No system of assessing academic performance can be perfect, but the one thing the coronavirus lockdowns proved is that exams are fairer than teacher-assessed grades.
That is why, although some students will be disappointed with their grades this week, there is a general acceptance that the return to externally marked exams was necessary.
Gavin Williamson, the former education secretary, made such a mess of lockdowns that exams were cancelled for two years running. There were arguments on both sides about whether those exams could have gone ahead, and The Independent’s view was that more could have been done to try to continue with them, but once they were cancelled there is no doubt that Mr Williamson mishandled the algorithm that was intended to keep grades comparable with previous years.

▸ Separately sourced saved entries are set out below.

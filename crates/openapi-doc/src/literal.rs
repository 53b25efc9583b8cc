//! Python-literal rendering of JSON values
//!
//! Summary lines print values the way a Python `print` would show the parsed
//! document: `[{'bearerAuth': []}]`, `True`, `{'a': None}`. A top-level
//! `security: null` is the one place a null is kept apart from the `None`
//! placeholder; see [`SecurityField`](crate::SecurityField).

use serde_json::Value;
use std::fmt::{self, Write};

/// Renders a value in repr form: strings are quoted at every level
#[derive(Debug, Clone, Copy)]
pub struct PyLiteral<'a>(pub &'a Value);

/// Renders a value in str form: a top-level string is printed bare
#[derive(Debug, Clone, Copy)]
pub struct PyStr<'a>(pub &'a Value);

/// Renders an optional field: absent and null both print `None`
#[derive(Debug, Clone, Copy)]
pub struct PyField<'a>(pub Option<&'a Value>);

impl fmt::Display for PyLiteral<'_> {
    fn fmt(&self, f: &mut fmt::Formatter<'_>) -> fmt::Result {
        write_literal(f, self.0)
    }
}

impl fmt::Display for PyStr<'_> {
    fn fmt(&self, f: &mut fmt::Formatter<'_>) -> fmt::Result {
        match self.0 {
            Value::String(s) => f.write_str(s),
            other => write_literal(f, other),
        }
    }
}

impl fmt::Display for PyField<'_> {
    fn fmt(&self, f: &mut fmt::Formatter<'_>) -> fmt::Result {
        match self.0 {
            Some(value) => fmt::Display::fmt(&PyStr(value), f),
            None => f.write_str("None"),
        }
    }
}

fn write_literal<W: Write>(out: &mut W, value: &Value) -> fmt::Result {
    match value {
        Value::Null => out.write_str("None"),
        Value::Bool(true) => out.write_str("True"),
        Value::Bool(false) => out.write_str("False"),
        Value::Number(n) => write!(out, "{}", n),
        Value::String(s) => write_quoted(out, s),
        Value::Array(items) => {
            out.write_char('[')?;
            for (i, item) in items.iter().enumerate() {
                if i > 0 {
                    out.write_str(", ")?;
                }
                write_literal(out, item)?;
            }
            out.write_char(']')
        }
        Value::Object(map) => {
            out.write_char('{')?;
            for (i, (key, item)) in map.iter().enumerate() {
                if i > 0 {
                    out.write_str(", ")?;
                }
                write_quoted(out, key)?;
                out.write_str(": ")?;
                write_literal(out, item)?;
            }
            out.write_char('}')
        }
    }
}

/// Quote a string the way Python's `repr` does: single quotes unless the
/// text contains a single quote and no double quote.
fn write_quoted<W: Write>(out: &mut W, s: &str) -> fmt::Result {
    let quote = if s.contains('\'') && !s.contains('"') {
        '"'
    } else {
        '\''
    };

    out.write_char(quote)?;
    for c in s.chars() {
        match c {
            '\\' => out.write_str("\\\\")?,
            '\n' => out.write_str("\\n")?,
            '\r' => out.write_str("\\r")?,
            '\t' => out.write_str("\\t")?,
            c if c == quote => {
                out.write_char('\\')?;
                out.write_char(c)?;
            }
            c if !is_printable(c) => write_escape(out, c)?,
            c => out.write_char(c)?,
        }
    }
    out.write_char(quote)
}

/// Characters Python's `repr` leaves as-is: everything except controls,
/// separators other than the ASCII space, format characters and private use.
fn is_printable(c: char) -> bool {
    if c == ' ' {
        return true;
    }
    if c.is_control() || c.is_whitespace() {
        return false;
    }
    !matches!(
        c,
        '\u{ad}'
            | '\u{600}'..='\u{605}'
            | '\u{61c}'
            | '\u{6dd}'
            | '\u{70f}'
            | '\u{180e}'
            | '\u{200b}'..='\u{200f}'
            | '\u{202a}'..='\u{202e}'
            | '\u{2060}'..='\u{2064}'
            | '\u{2066}'..='\u{206f}'
            | '\u{e000}'..='\u{f8ff}'
            | '\u{feff}'
            | '\u{fff9}'..='\u{fffb}'
            | '\u{f0000}'..='\u{10ffff}'
    )
}

fn write_escape<W: Write>(out: &mut W, c: char) -> fmt::Result {
    match c as u32 {
        n @ 0..=0xff => write!(out, "\\x{:02x}", n),
        n @ 0x100..=0xffff => write!(out, "\\u{:04x}", n),
        n => write!(out, "\\U{:08x}", n),
    }
}

#[cfg(test)]
mod tests {
    use super::*;
    use serde_json::json;

    #[test]
    fn test_scalars() {
        assert_eq!(PyLiteral(&json!(true)).to_string(), "True");
        assert_eq!(PyLiteral(&json!(false)).to_string(), "False");
        assert_eq!(PyLiteral(&json!(42)).to_string(), "42");
        assert_eq!(PyLiteral(&json!(-1.5)).to_string(), "-1.5");
        assert_eq!(PyLiteral(&Value::Null).to_string(), "None");
    }

    #[test]
    fn test_nested_structures() {
        let value = json!([{"oauth": ["read", "write"]}, {}]);
        assert_eq!(
            PyLiteral(&value).to_string(),
            "[{'oauth': ['read', 'write']}, {}]"
        );
    }

    #[test]
    fn test_mapping_keeps_source_order() {
        let value: Value = serde_json::from_str(r#"{"zeta": 1, "alpha": 2}"#).unwrap();
        assert_eq!(PyLiteral(&value).to_string(), "{'zeta': 1, 'alpha': 2}");
    }

    #[test]
    fn test_string_quoting() {
        assert_eq!(PyLiteral(&json!("plain")).to_string(), "'plain'");
        assert_eq!(PyLiteral(&json!("it's")).to_string(), "\"it's\"");
        assert_eq!(
            PyLiteral(&json!("both ' and \"")).to_string(),
            "'both \\' and \"'"
        );
        assert_eq!(PyLiteral(&json!("a\\b\n")).to_string(), "'a\\\\b\\n'");
        assert_eq!(PyLiteral(&json!("\u{1}")).to_string(), "'\\x01'");
        assert_eq!(PyLiteral(&json!("матч")).to_string(), "'матч'");
    }

    #[test]
    fn test_non_printable_characters_are_escaped() {
        assert_eq!(PyLiteral(&json!("a\u{200b}b")).to_string(), "'a\\u200bb'");
        assert_eq!(PyLiteral(&json!("\u{2028}")).to_string(), "'\\u2028'");
        assert_eq!(PyLiteral(&json!("\u{a0}")).to_string(), "'\\xa0'");
        assert_eq!(PyLiteral(&json!("\u{f0000}")).to_string(), "'\\U000f0000'");
        assert_eq!(PyLiteral(&json!("x y")).to_string(), "'x y'");
    }

    #[test]
    fn test_nested_null_renders_as_none() {
        let value = json!([{"a": null}, null]);
        assert_eq!(PyLiteral(&value).to_string(), "[{'a': None}, None]");
    }

    #[test]
    fn test_str_form_prints_top_level_strings_bare() {
        assert_eq!(PyStr(&json!("3.0.0")).to_string(), "3.0.0");
        assert_eq!(PyStr(&json!(["3.0.0"])).to_string(), "['3.0.0']");
        assert_eq!(PyStr(&json!(3.1)).to_string(), "3.1");
    }

    #[test]
    fn test_field_placeholder() {
        assert_eq!(PyField(None).to_string(), "None");
        assert_eq!(PyField(Some(&Value::Null)).to_string(), "None");
        assert_eq!(PyField(Some(&json!("3.0.0"))).to_string(), "3.0.0");
    }
}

When that was abandoned, we ended up with the worst of all possible worlds: teacher-assessed grades, which put schools and colleges in an impossible position. As Sam Freedman, a former Department for Education official, put it, “the more rigorous they were, the more they harmed the life chances of their pupils, given that other centres would be more generous. It was a real-life prisoner’s dilemma at scale.”
The outcome was as predicted: grade inflation shot up, with private schools making the most of the flexibility afforded to them, and improving A-level results the most.
This year, the process has been partially reversed, with overall grades lower than last year’s, and private-school grades reduced the most. James Cleverly, the education secretary (for the moment), and Ofqual, the regulator, have taken the sensible decision to restore grades to their pre-pandemic levels over two years, so this week’s grades are roughly halfway between last year’s inflated assessments and the previous set of actual exams.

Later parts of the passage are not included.